_Record excerpts_:
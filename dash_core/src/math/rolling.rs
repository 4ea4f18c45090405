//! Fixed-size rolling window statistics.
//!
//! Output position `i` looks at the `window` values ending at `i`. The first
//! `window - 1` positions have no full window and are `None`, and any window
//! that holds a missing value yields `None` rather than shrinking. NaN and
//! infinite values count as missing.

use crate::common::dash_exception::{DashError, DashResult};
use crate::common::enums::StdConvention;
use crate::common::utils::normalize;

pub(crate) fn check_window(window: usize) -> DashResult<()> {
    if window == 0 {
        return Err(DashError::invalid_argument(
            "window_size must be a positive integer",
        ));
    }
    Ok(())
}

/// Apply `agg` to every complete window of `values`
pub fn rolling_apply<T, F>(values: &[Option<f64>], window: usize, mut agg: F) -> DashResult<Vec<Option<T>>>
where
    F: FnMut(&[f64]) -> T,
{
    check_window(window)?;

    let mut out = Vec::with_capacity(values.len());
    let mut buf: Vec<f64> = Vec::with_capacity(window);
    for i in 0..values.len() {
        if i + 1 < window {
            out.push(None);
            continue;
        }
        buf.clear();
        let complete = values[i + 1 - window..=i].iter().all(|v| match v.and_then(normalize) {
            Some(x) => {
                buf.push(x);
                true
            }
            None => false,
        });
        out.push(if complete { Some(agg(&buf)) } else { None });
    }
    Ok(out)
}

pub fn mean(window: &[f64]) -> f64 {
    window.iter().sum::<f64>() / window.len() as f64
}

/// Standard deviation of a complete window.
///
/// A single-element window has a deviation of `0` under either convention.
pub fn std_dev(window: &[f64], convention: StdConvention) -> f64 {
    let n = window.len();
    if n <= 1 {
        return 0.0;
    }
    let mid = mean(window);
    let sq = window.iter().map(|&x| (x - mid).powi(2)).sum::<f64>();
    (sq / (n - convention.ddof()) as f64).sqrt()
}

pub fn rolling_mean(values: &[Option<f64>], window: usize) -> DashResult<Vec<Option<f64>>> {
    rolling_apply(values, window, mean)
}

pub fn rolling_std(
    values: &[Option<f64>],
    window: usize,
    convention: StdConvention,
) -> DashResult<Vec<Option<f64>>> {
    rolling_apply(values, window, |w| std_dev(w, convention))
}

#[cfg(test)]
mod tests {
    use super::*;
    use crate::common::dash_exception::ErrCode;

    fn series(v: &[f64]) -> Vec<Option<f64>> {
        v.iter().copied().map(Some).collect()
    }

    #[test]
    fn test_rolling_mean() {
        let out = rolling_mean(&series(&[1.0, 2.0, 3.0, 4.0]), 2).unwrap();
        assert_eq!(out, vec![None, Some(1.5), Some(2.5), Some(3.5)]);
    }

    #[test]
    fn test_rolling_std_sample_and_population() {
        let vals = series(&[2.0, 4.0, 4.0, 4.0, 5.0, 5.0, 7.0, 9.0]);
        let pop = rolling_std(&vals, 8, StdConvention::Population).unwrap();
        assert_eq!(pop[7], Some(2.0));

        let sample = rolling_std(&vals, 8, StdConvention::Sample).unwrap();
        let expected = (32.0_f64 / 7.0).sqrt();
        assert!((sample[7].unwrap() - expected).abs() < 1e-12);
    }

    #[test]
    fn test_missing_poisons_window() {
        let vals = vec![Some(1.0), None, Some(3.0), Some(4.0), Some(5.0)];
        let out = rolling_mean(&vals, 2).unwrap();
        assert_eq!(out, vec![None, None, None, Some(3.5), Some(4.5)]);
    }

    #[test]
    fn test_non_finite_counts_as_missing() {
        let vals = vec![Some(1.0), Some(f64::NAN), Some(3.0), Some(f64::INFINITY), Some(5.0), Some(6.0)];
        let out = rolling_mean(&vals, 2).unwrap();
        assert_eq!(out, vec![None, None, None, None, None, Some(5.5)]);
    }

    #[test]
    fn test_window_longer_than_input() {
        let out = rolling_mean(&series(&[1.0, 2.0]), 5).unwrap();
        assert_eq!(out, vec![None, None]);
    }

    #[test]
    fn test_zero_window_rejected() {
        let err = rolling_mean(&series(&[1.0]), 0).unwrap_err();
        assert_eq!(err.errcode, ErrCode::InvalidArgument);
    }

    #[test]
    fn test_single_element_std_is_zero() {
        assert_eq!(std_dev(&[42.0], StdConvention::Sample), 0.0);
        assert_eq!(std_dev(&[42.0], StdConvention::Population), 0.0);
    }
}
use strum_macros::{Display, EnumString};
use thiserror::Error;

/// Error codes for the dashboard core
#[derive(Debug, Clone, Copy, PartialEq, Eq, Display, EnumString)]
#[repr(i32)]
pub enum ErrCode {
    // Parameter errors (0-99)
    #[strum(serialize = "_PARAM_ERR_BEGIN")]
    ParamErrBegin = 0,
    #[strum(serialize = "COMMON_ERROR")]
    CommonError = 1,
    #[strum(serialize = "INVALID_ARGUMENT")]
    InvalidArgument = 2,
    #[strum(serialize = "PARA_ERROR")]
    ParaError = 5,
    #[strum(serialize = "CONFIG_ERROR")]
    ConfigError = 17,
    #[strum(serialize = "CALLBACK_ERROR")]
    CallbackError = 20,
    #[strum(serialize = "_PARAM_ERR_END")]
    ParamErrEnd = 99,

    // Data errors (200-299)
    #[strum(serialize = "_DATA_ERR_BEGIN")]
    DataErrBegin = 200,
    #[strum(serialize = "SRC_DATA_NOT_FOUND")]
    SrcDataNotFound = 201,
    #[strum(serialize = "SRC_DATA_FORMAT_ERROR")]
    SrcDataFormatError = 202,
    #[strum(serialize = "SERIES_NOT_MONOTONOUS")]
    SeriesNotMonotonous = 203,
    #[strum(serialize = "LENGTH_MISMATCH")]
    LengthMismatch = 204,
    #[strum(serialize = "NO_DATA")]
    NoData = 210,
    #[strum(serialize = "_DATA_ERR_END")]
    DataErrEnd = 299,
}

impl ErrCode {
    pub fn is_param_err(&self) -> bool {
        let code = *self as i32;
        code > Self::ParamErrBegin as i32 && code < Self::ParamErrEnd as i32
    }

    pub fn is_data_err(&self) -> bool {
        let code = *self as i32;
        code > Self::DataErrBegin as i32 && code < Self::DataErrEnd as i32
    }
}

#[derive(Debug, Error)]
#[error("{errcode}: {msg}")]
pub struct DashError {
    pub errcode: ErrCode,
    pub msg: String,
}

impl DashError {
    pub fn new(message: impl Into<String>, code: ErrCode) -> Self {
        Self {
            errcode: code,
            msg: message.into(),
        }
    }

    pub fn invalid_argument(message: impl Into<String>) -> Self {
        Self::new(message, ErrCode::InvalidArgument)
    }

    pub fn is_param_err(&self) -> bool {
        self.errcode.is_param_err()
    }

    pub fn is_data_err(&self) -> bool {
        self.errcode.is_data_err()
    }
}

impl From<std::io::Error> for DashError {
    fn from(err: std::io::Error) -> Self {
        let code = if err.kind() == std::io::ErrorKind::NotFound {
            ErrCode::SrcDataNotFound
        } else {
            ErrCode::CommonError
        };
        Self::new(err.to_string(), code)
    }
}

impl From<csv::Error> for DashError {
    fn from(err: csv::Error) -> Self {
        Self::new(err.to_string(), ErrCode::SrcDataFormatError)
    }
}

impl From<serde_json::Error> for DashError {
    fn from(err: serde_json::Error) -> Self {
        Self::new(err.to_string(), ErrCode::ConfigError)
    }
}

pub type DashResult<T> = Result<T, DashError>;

_About this task_:
For each line of the entries that contains the word "Option", make a copy.

_Answer section_:
pub fn rolling_apply<T, F>(values: &[Option<f64>], window: usize, mut agg: F) -> DashResult<Vec<Option<T>>>
pub fn rolling_mean(values: &[Option<f64>], window: usize) -> DashResult<Vec<Option<f64>>> {
    values: &[Option<f64>],
) -> DashResult<Vec<Option<f64>>> {
    fn series(v: &[f64]) -> Vec<Option<f64>> {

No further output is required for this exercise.